現代の金融サービス、特に保険業において、業務の効率化と専門性の確保は、外部委託(アウトソーシング)によって支えられている。事故調査、医療情報の照会、損害額の算定といったプロセスは、審調社のような専門機関が「情報のハブ」として機能することで成立している。しかし、今回のインシデントは、この高度に分業化されたサプライチェーンが、サイバー攻撃者にとっての「格好の攻撃経路(アタック・ベクター)」となり得ることを残酷なまでに証明した。
特に本件において特筆すべきは、流出した情報に個人の「病歴」や「医療機関名」といった、極めてセンシティブな要配慮個人情報が含まれていた点である2。クレジットカード番号のような更新可能な財産的情報とは異なり、個人の身体的・健康的特徴に関する情報は生涯変更が不可能であり、その流出は被害者に永続的なプライバシーリスクをもたらす。本報告書では、単なるデータ漏洩の事実確認に留まらず、なぜこのような事態が起きたのか、そして業界が直面する構造的な課題は何であるかを深掘りする。
1.2 インシデントの概要
2025年6月下旬、審調社のサーバーが第三者による不正アクセスを受け、ランサムウェアによってデータが暗号化された。
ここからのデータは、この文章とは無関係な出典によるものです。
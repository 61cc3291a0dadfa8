//! Session-token authentication against the marketplace identity provider.
//!
//! The provider returns session state out-of-band in response headers
//! (`st-access-token`, `st-refresh-token`, `front-token`) rather than in
//! the body or cookies. The access token is a JWT whose `exp` claim is
//! decoded *without* signature verification — the token is self-issued by
//! a trusted provider and only used locally to estimate expiry. That
//! estimate is best-effort, never a security boundary.

use base64::engine::general_purpose::URL_SAFE_NO_PAD;
use base64::Engine as _;
use chrono::Utc;
use reqwest::header::HeaderMap;
use serde_json::json;
use std::time::Duration;
use tokio::sync::Mutex;

use crate::config::{Credentials, SourceConfig};
use crate::error::Error;

/// Refresh this many seconds before the decoded expiry so a token is never
/// used right at the edge of expiry during an in-flight request.
pub const EXPIRY_BUFFER_SECS: i64 = 300;

/// Fallback lifetime when the token payload cannot be decoded.
const DEFAULT_TOKEN_LIFETIME_SECS: i64 = 3600;

const ACCESS_TOKEN_HEADER: &str = "st-access-token";
const REFRESH_TOKEN_HEADER: &str = "st-refresh-token";
const FRONT_TOKEN_HEADER: &str = "front-token";

/// The current session credential set. Pure data plus an expiry check;
/// held only in process memory and replaced wholesale on every exchange.
#[derive(Debug, Clone)]
pub struct Credential {
    pub access_token: String,
    pub refresh_token: Option<String>,
    pub front_token: Option<String>,
    pub expires_at_unix: i64,
}

impl Credential {
    /// True once `now` is within [`EXPIRY_BUFFER_SECS`] of the expiry.
    pub fn is_expiring(&self, now: i64) -> bool {
        now >= self.expires_at_unix - EXPIRY_BUFFER_SECS
    }

    /// Build a credential from exchange response headers, merging over the
    /// previous credential: a missing refresh or front token in the
    /// response preserves the prior value.
    pub fn from_headers(headers: &HeaderMap, prior: Option<&Credential>) -> Result<Self, Error> {
        let access_token = header_value(headers, ACCESS_TOKEN_HEADER)
            .ok_or_else(|| Error::Auth(format!("no {} header in response", ACCESS_TOKEN_HEADER)))?;

        let refresh_token = header_value(headers, REFRESH_TOKEN_HEADER)
            .or_else(|| prior.and_then(|p| p.refresh_token.clone()));
        let front_token = header_value(headers, FRONT_TOKEN_HEADER)
            .or_else(|| prior.and_then(|p| p.front_token.clone()));

        let expires_at_unix = match decode_expiry(&access_token) {
            Ok(exp) => exp,
            Err(err) => {
                tracing::warn!(error = %err, "could not decode token expiry, assuming 1h");
                Utc::now().timestamp() + DEFAULT_TOKEN_LIFETIME_SECS
            }
        };

        Ok(Credential {
            access_token,
            refresh_token,
            front_token,
            expires_at_unix,
        })
    }
}

fn header_value(headers: &HeaderMap, name: &str) -> Option<String> {
    headers
        .get(name)
        .and_then(|v| v.to_str().ok())
        .filter(|v| !v.is_empty())
        .map(str::to_string)
}

/// Read the `exp` claim from the unverified payload segment of a JWT.
pub fn decode_expiry(token: &str) -> Result<i64, Error> {
    let payload = token
        .split('.')
        .nth(1)
        .ok_or_else(|| Error::Decode("token is not a three-part JWT".into()))?;
    let bytes = URL_SAFE_NO_PAD
        .decode(payload.trim_end_matches('='))
        .map_err(|e| Error::Decode(format!("token payload is not base64url: {}", e)))?;
    let claims: serde_json::Value = serde_json::from_slice(&bytes)
        .map_err(|e| Error::Decode(format!("token payload is not JSON: {}", e)))?;
    claims
        .get("exp")
        .and_then(|v| v.as_i64())
        .ok_or_else(|| Error::Decode("token payload has no exp claim".into()))
}

/// Performs login and refresh exchanges and owns the current [`Credential`].
///
/// Constructed once at startup and shared behind an `Arc`; the credential
/// sits behind a `Mutex` so a refresh in flight is never raced by a second
/// refresh or a read of a half-updated credential.
pub struct AuthSession {
    http: reqwest::Client,
    source: SourceConfig,
    credentials: Credentials,
    current: Mutex<Option<Credential>>,
}

impl AuthSession {
    pub fn new(source: SourceConfig, credentials: Credentials) -> Result<Self, Error> {
        let http = reqwest::Client::builder()
            .timeout(Duration::from_secs(source.timeout_secs))
            .build()?;
        Ok(AuthSession {
            http,
            source,
            credentials,
            current: Mutex::new(None),
        })
    }

    /// Submit the configured identity and secret to the sign-in endpoint
    /// and replace the held credential.
    pub async fn login(&self) -> Result<Credential, Error> {
        let mut guard = self.current.lock().await;
        let credential = self.exchange_login().await?;
        *guard = Some(credential.clone());
        Ok(credential)
    }

    /// Exchange the refresh token for a new credential, falling back to a
    /// full login on any failure. Refresh failure is never fatal on its
    /// own; it only costs an extra sign-in.
    pub async fn refresh(&self) -> Result<Credential, Error> {
        let mut guard = self.current.lock().await;
        let credential = self.refresh_locked(guard.as_ref()).await?;
        *guard = Some(credential.clone());
        Ok(credential)
    }

    /// Return an access token that is not about to expire, logging in or
    /// refreshing as needed.
    pub async fn valid_token(&self) -> Result<String, Error> {
        let mut guard = self.current.lock().await;
        let now = Utc::now().timestamp();
        let credential = match guard.as_ref() {
            Some(cred) if !cred.is_expiring(now) => return Ok(cred.access_token.clone()),
            Some(_) => self.refresh_locked(guard.as_ref()).await?,
            None => self.exchange_login().await?,
        };
        let token = credential.access_token.clone();
        *guard = Some(credential);
        Ok(token)
    }

    async fn exchange_login(&self) -> Result<Credential, Error> {
        tracing::info!("signing in to {}", self.source.signin_url);

        let body = json!({
            "formFields": [
                {"id": "email", "value": self.credentials.email},
                {"id": "password", "value": self.credentials.password},
            ]
        });

        let resp = self
            .http
            .post(&self.source.signin_url)
            .header("Origin", &self.source.origin)
            .header("Referer", format!("{}/", self.source.origin))
            .header("rid", "emailpassword")
            .json(&body)
            .send()
            .await?;

        let status = resp.status();
        if !status.is_success() {
            let text = resp.text().await.unwrap_or_default();
            return Err(Error::Auth(format!("sign-in returned {}: {}", status, text)));
        }

        let headers = resp.headers().clone();
        let payload: serde_json::Value = resp
            .json()
            .await
            .map_err(|e| Error::Auth(format!("sign-in body unreadable: {}", e)))?;
        if payload.get("status").and_then(|s| s.as_str()) != Some("OK") {
            return Err(Error::Auth(format!("sign-in rejected: {}", payload)));
        }

        let credential = Credential::from_headers(&headers, None)?;
        tracing::info!(expires_at = credential.expires_at_unix, "signed in");
        Ok(credential)
    }

    /// Refresh using the credential in `prior`, with login fallback.
    /// Callers hold the credential lock. Note this conflates an invalid
    /// refresh token with a transient network error — both trigger a full
    /// sign-in, which is wasteful but matches the provider's session model.
    async fn refresh_locked(&self, prior: Option<&Credential>) -> Result<Credential, Error> {
        let Some(refresh_token) = prior.and_then(|c| c.refresh_token.clone()) else {
            tracing::info!("no refresh token held, performing full sign-in");
            return self.exchange_login().await;
        };

        let resp = self
            .http
            .post(&self.source.refresh_url)
            .header("Origin", &self.source.origin)
            .header("Referer", format!("{}/", self.source.origin))
            .header("rid", "session")
            .header("Authorization", format!("Bearer {}", refresh_token))
            .send()
            .await;

        let resp = match resp {
            Ok(r) if r.status().is_success() => r,
            Ok(r) => {
                tracing::warn!(status = %r.status(), "token refresh rejected, falling back to sign-in");
                return self.exchange_login().await;
            }
            Err(e) => {
                tracing::warn!(error = %e, "token refresh unreachable, falling back to sign-in");
                return self.exchange_login().await;
            }
        };

        match Credential::from_headers(resp.headers(), prior) {
            Ok(credential) => {
                tracing::debug!(expires_at = credential.expires_at_unix, "token refreshed");
                Ok(credential)
            }
            Err(err) => {
                tracing::warn!(error = %err, "refresh response unusable, falling back to sign-in");
                self.exchange_login().await
            }
        }
    }
}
その後の調査により、同年12月5日には約10万件の個人情報が流出し、その大半がダークウェブ等の外部サイトに掲載されている事実が公表された1。被害を受けた委託元企業は、三井住友海上火災保険、東京海上日動火災保険、あいおいニッセイ同和損害保険といった大手損保に加え、SBI生命保険、第一生命グループ、富国生命保険、こくみん共済coop(全労済)など、業界を横断する広範な組織に及んでいる3。
2. インシデントの時系列分析と技術的詳細
本章では、攻撃の検知から公表に至るまでのタイムラインを整理し、攻撃者の手法と審調社の対応プロセスを詳細に分析する。
2.1 インシデント・タイムライン
情報の漏洩から公表まで約半年を要している点は、本事案の複雑さとフォレンジック調査の難易度を示唆している。以下に主要なイベントを整理する。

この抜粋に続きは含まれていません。